mod people {
    use super::*;

    #[test]
    fn get_by_uid_sends_options_and_token() {
        let mut server = Server::new();
        let mock = server
            .mock("GET", "/api/users/$42")
            .match_query(Matcher::UrlEncoded("Stats".into(), "true".into()))
            .match_header("authorization", "Bearer secret")
            .match_header("accept", "application/json")
            .with_header("content-type", "application/json")
            .with_body(json_body(json!({ "UID": 42, "Login": "alice", "Stat": { "defs": 3 } })))
            .create();

        let config = ClientConfig::new(&format!("{}/api", server.url()))
            .unwrap()
            .token("secret");
        let client = Client::new(config).unwrap();
        let person = client
            .people()
            .get(&PersonSpec::uid(42), Some(&PersonGetOptions { stats: true }))
            .unwrap();

        mock.assert();
        assert_eq!(person.user.login, "alice");
        assert_eq!(person.stat["defs"], 3);
    }

    #[test]
    fn email_addresses_are_routed_verbatim() {
        let mut server = Server::new();
        let mock = server
            .mock("GET", "/api/users/a@b.com/emails")
            .with_body(json_body(json!([{ "Email": "a@b.com", "Primary": true }])))
            .create();

        let emails = client_for(&server)
            .people()
            .list_emails(&PersonSpec::email("a@b.com"))
            .unwrap();

        mock.assert();
        assert_eq!(emails.len(), 1);
        assert!(emails[0].primary);
    }

    #[test]
    fn get_or_create_from_github_uses_login() {
        let mut server = Server::new();
        let mock = server
            .mock("GET", "/api/external-users/github/alice")
            .with_body(json_body(json!({ "UID": 9, "Login": "alice" })))
            .create();

        let person = client_for(&server)
            .people()
            .get_or_create_from_github(&GitHubUserSpec::login("alice"), None)
            .unwrap();

        mock.assert();
        assert_eq!(person.user.uid, 9);
    }

    #[test]
    fn github_user_id_is_rejected_before_sending() {
        let mut server = Server::new();
        let mock = server.mock("GET", Matcher::Any).expect(0).create();

        let err = client_for(&server)
            .people()
            .get_or_create_from_github(
                &GitHubUserSpec {
                    login: String::new(),
                    id: 7,
                },
                None,
            )
            .unwrap_err();

        mock.assert();
        assert!(matches!(
            err,
            ClientError::Spec(SpecError::Unsupported { .. })
        ));
        assert_eq!(err.exit_code(), 2);
    }

    #[test]
    fn empty_spec_is_rejected_before_sending() {
        let mut server = Server::new();
        let mock = server.mock("GET", Matcher::Any).expect(0).create();

        let err = client_for(&server)
            .people()
            .get(&PersonSpec::default(), None)
            .unwrap_err();

        mock.assert();
        assert!(matches!(err, ClientError::Spec(SpecError::Invalid { .. })));
    }

    #[test]
    fn dot_segment_login_is_rejected_before_sending() {
        let mut server = Server::new();
        let mock = server.mock("GET", Matcher::Any).expect(0).create();

        let err = client_for(&server)
            .people()
            .get(&PersonSpec::login(".."), None)
            .unwrap_err();

        mock.assert();
        assert!(matches!(
            err,
            ClientError::Route(RouteError::DotSegment { .. })
        ));
        assert_eq!(err.exit_code(), 2);
    }

    #[test]
    fn refresh_profile_is_a_put() {
        let mut server = Server::new();
        let mock = server
            .mock("PUT", "/api/users/alice/external-profile")
            .with_status(204)
            .create();

        client_for(&server)
            .people()
            .refresh_profile(&PersonSpec::login("alice"))
            .unwrap();
        mock.assert();
    }

    #[test]
    fn list_orgs() {
        let mut server = Server::new();
        let mock = server
            .mock("GET", "/api/users/alice/orgs")
            .with_body(json_body(json!([{ "UID": 5, "Login": "acme" }])))
            .create();

        let orgs = client_for(&server)
            .people()
            .list_orgs(&PersonSpec::login("alice"), None)
            .unwrap();

        mock.assert();
        assert_eq!(orgs[0].spec(), OrgSpec { org: "acme".into(), uid: 5 });
    }
}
+===+
(What this task involves) Search the entries for the word "defs", then list each line that holds it.

(Solution)
            .with_body(json_body(json!({ "UID": 42, "Login": "alice", "Stat": { "defs": 3 } })))
        assert_eq!(person.stat["defs"], 3);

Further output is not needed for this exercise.